- Open Access
Inflammation contributes to NKX3.1 loss and augments DNA damage but does not alter the DNA damage response via increased SIRT1 expression
© Debelec-Butuner et al.; licensee BioMed Central. 2015
- Received: 4 April 2014
- Accepted: 29 January 2015
- Published: 15 February 2015
The oxidative stress response is a cellular defense mechanism that protects cells from oxidative damage and cancer development. The exact molecular mechanism by which reactive oxygen species (ROS) contribute to DNA damage and increase genome instability in prostate cancer merits further investigation. Here, we aimed to determine the effects of NKX3.1 loss on antioxidant defense in response to acute and chronic inflammation in an in vitro model. Oxidative stress-induced DNA damage resulted in increased H2AX(S139) phosphorylation (a hallmark of DNA damage), along with the degradation of the androgen receptor (AR), p53 and NKX3.1, upon treatment with conditioned medium (CM) obtained from activated macrophages or H2O2. Furthermore, the expression and stability of SIRT1 were increased by CM treatment but not by H2O2 treatment, although the level of ATM(S1981) phosphorylation was not changed compared with controls. Moreover, the deregulated antioxidant response resulted in upregulation of the pro-oxidant QSCN6 and the antioxidant GPX2 and downregulation of the antioxidant GPX3 after CM treatment. Consistently, the intracellular ROS level increased after chronic treatment, leading to a dose-dependent increase in the ability of LNCaP cells to tolerate oxidative damage. These data suggest that the inflammatory microenvironment is a major factor contributing to DNA damage and the deregulation of the oxidative stress response, which may be the underlying cause of the increased genetic heterogeneity during prostate tumor progression.

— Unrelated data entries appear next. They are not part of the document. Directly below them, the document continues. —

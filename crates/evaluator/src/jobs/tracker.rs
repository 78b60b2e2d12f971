use anyhow::Result;
use common::db::AsyncDb;
use std::time::Instant;

/// Records a job run in `job_status`: `running` on start, then `idle` or `failed`.
pub struct JobTracker {
    db: AsyncDb,
    job_name: String,
    start_time: Instant,
}

impl JobTracker {
    pub async fn start(db: &AsyncDb, job_name: &str) -> Result<Self> {
        let name = job_name.to_string();
        db.call_named("job_tracker.start", move |conn| {
            conn.execute(
                "INSERT INTO job_status (job_name, status, last_run_at, updated_at)
                 VALUES (?1, 'running',
                         strftime('%Y-%m-%dT%H:%M:%fZ', 'now'),
                         strftime('%Y-%m-%dT%H:%M:%fZ', 'now'))
                 ON CONFLICT(job_name) DO UPDATE SET
                    status = 'running',
                    last_run_at = excluded.last_run_at,
                    updated_at = excluded.updated_at,
                    last_error = NULL,
                    duration_ms = NULL",
                rusqlite::params![name],
            )?;
            Ok(())
        })
        .await?;

        Ok(Self {
            db: db.clone(),
            job_name: job_name.to_string(),
            start_time: Instant::now(),
        })
    }

    fn elapsed_ms(&self) -> i64 {
        i64::try_from(self.start_time.elapsed().as_millis()).unwrap_or(i64::MAX)
    }

    pub async fn success(self, metadata: Option<serde_json::Value>) -> Result<()> {
        let duration_ms = self.elapsed_ms();
        let name = self.job_name;
        let meta_str = metadata.map(|v| v.to_string());

        self.db
            .call_named("job_tracker.success", move |conn| {
                conn.execute(
                    "UPDATE job_status SET
                        status = 'idle',
                        duration_ms = ?2,
                        metadata = ?3,
                        updated_at = strftime('%Y-%m-%dT%H:%M:%fZ', 'now')
                     WHERE job_name = ?1",
                    rusqlite::params![name, duration_ms, meta_str],
                )?;
                Ok(())
            })
            .await
    }

    pub async fn fail(self, error: &anyhow::Error) -> Result<()> {
        let duration_ms = self.elapsed_ms();
        let name = self.job_name;
        let error_msg = format!("{error:#}");

        self.db
            .call_named("job_tracker.fail", move |conn| {
                conn.execute(
                    "UPDATE job_status SET
                        status = 'failed',
                        duration_ms = ?2,
                        last_error = ?3,
                        updated_at = strftime('%Y-%m-%dT%H:%M:%fZ', 'now')
                     WHERE job_name = ?1",
                    rusqlite::params![name, duration_ms, error_msg],
                )?;
                Ok(())
            })
            .await
    }
}

#[cfg(test)]
mod tests {
    use super::*;

    async fn status_row(db: &AsyncDb) -> (String, Option<i64>, Option<String>, Option<String>) {
        db.call(|conn| {
            Ok(conn.query_row(
                "SELECT status, duration_ms, last_error, metadata FROM job_status
                 WHERE job_name = 'test_job'",
                [],
                |row| Ok((row.get(0)?, row.get(1)?, row.get(2)?, row.get(3)?)),
            )?)
        })
        .await
        .unwrap()
    }

    #[tokio::test]
    async fn test_start_then_success_marks_idle_with_metadata() {
        let db = AsyncDb::open(":memory:").await.unwrap();
        let tracker = JobTracker::start(&db, "test_job").await.unwrap();
        assert_eq!(status_row(&db).await.0, "running");

        tracker
            .success(Some(serde_json::json!({"checked": 3, "changed": 1})))
            .await
            .unwrap();

        let (status, duration_ms, last_error, metadata) = status_row(&db).await;
        assert_eq!(status, "idle");
        assert!(duration_ms.is_some());
        assert!(last_error.is_none());
        let meta: serde_json::Value = serde_json::from_str(&metadata.unwrap()).unwrap();
        assert_eq!(meta["changed"], 1);
    }

    #[tokio::test]
    async fn test_fail_records_error_and_restart_clears_it() {
        let db = AsyncDb::open(":memory:").await.unwrap();
        let tracker = JobTracker::start(&db, "test_job").await.unwrap();
        tracker
            .fail(&anyhow::anyhow!("disk full").context("recheck failed"))
            .await
            .unwrap();

        let (status, _, last_error, _) = status_row(&db).await;
        assert_eq!(status, "failed");
        assert_eq!(last_error.as_deref(), Some("recheck failed: disk full"));

        let _tracker = JobTracker::start(&db, "test_job").await.unwrap();
        let (status, duration_ms, last_error, _) = status_row(&db).await;
        assert_eq!(status, "running");
        assert!(duration_ms.is_none());
        assert!(last_error.is_none());
    }
}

- Inflammatory microenvironment
- Prostate tumor
- DNA damage
Oxidative stress contributes to the initiation, promotion and progression of carcinogenesis. Excessive levels of reactive oxygen species (ROS) are generated by exposure to oxidative stress and cause sustained DNA damage. DNA damage occurs during the initiation step of carcinogenesis, and most likely results in abnormal gene expression. Because ROS accumulation results in a subsequent failure of signal transduction at the promotion step, the cells undergo a loss of genomic fidelity during the progression step . Notably, ROS are generated in excess amounts during chronic inflammation, and ROS-mediated DNA damage alters the genetic composition. This damage may promote oncogenic transformation, which occurs when genes encoding essential factors involved in DNA repair, apoptosis and cell cycle regulation are affected . Others have shown that ROS contribute to carcinogenesis by activating signaling pathways that regulate cellular proliferation, angiogenesis and metastasis [3-5]. ROS serve as secondary messengers for the activation of key transcription factors in response to pro-inflammatory cytokines, and they also regulate the transcription of genes involved in inflammatory responses [6,7]. Additionally, a number of protein kinase pathways, such as the MAPK pathway, are activated by oxidative signals during inflammation and inflammatory diseases. These pathways synergistically contribute to the activation of cytokine release, and combined with the loss of adhesion and the release of angiogenic factors, they may eventually contribute to cellular proliferation, differentiation and tumor progression . ROS play important roles in multiple signal transduction pathways, such as those mediated by TNFα  and p53. These two pathways can activate each other, as DNA damage caused by TNFα-induced ROS directly induces cell cycle and/or apoptosis regulation by p53 . In addition to the ability of cells to trigger proliferation in response to sustained ROS production at low levels, excess ROS generation or the accumulation of ROS may induce cell death depending on the ROS concentration and cell type . Although ROS can induce apoptosis or necrosis depending on the oxidative level , the appropriate cellular responses to ROS production are critical events and may protect the cell from sustained oxidative damage and support cell survival.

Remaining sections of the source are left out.